Aliases for CYP4V2 Gene
External Ids for CYP4V2 Gene
Previous GeneCards Identifiers for CYP4V2 Gene
This gene encodes a member of the cytochrome P450 hemethiolate protein superfamily which are involved in oxidizing various substrates in the metabolic pathway. It is implicated in the metabolism of fatty acid precursors into n-3 polyunsaturated fatty acids. Mutations in this gene result in Bietti crystalline corneoretinal dystrophy. [provided by RefSeq, Jul 2008]
GeneCards Summary for CYP4V2 Gene
CYP4V2 (Cytochrome P450 Family 4 Subfamily V Member 2) is a Protein Coding gene. Diseases associated with CYP4V2 include Bietti Crystalline Corneoretinal Dystrophy and Inherited Retinal Disorder. Among its related pathways are Cytochrome P450 - arranged by substrate type and Signaling by GPCR. Gene Ontology (GO) annotations related to this gene include iron ion binding and oxidoreductase activity, acting on paired donors, with incorporation or reduction of molecular oxygen. An important paralog of this gene is CYP4F8.

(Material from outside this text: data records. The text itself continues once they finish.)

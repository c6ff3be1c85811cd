//! # Occupancy Forecast Backend
//!
//! Forecasting service for hotel occupancy and event counts.
//!
//! A caller posts a historical daily series (`[{ds, y}, ...]`) and a forecast
//! type; the service fits a model, predicts over history plus a future
//! horizon, and returns the predictions that fall inside the date window
//! configured for that forecast type.
//!
//! ## Architecture
//!
//! - [`models`]: Domain types (observations, series, forecast points, windows)
//! - [`services`]: Pipeline stages: validation, normalization, orchestration,
//!   window policy, response shaping, and fit admission control
//! - [`engine`]: The model capability (`fit` / `predict`) and the default engine
//! - [`config`]: TOML + environment configuration
//! - [`http`]: Axum-based HTTP server and request handlers
//! - [`api`]: Public DTO surface
//!
//! ## Example
//!
//! ```
//! use std::sync::Arc;
//! use occupancy_forecast::config::ForecastSettings;
//! use occupancy_forecast::engine::TrendSeasonalityEngine;
//! use occupancy_forecast::services::{run_forecast, ForecastOutcome, ForecastParams, PipelineContext, WindowPolicy};
//!
//! let ctx = PipelineContext::new(
//!     ForecastSettings::default(),
//!     Arc::new(WindowPolicy::default()),
//!     Arc::new(TrendSeasonalityEngine::default()),
//! );
//! let body = br#"[{"ds": "2024-12-01", "y": 40.0}, {"ds": "2024-12-15", "y": 55.0}]"#;
//! let outcome = run_forecast(&ctx, ForecastParams::default(), body).unwrap();
//! match outcome {
//!     ForecastOutcome::Points(values) => assert_eq!(values.len(), 31),
//!     ForecastOutcome::NoData(_) => unreachable!(),
//! }
//! ```

pub mod api;
pub mod config;
pub mod engine;
pub mod error;
pub mod models;
pub mod services;

#[cfg(feature = "http-server")]
pub mod http;

pub use error::{ForecastError, ForecastResult};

UniProtKB/Swiss-Prot Summary for CYP4V2 Gene
A cytochrome P450 monooxygenase involved in fatty acid metabolism in the eye. Catalyzes the omega-hydroxylation of polyunsaturated fatty acids (PUFAs) docosahexaenoate (DHA) and its precursor eicosapentaenoate (EPA), and may contribute to the homeostasis of these retinal PUFAs (PubMed:22772592). Omega hydroxylates saturated fatty acids such as laurate, myristate and palmitate, the catalytic efficiency decreasing in the following order: myristate > laurate > palmitate (C14>C12>C16) (PubMed:19661213). Mechanistically, uses molecular oxygen inserting one oxygen atom into a substrate, and reducing the second into a water molecule, with two electrons provided by NADPH via cytochrome P450 reductase (CPR; NADPH-ferrihemoprotein reductase).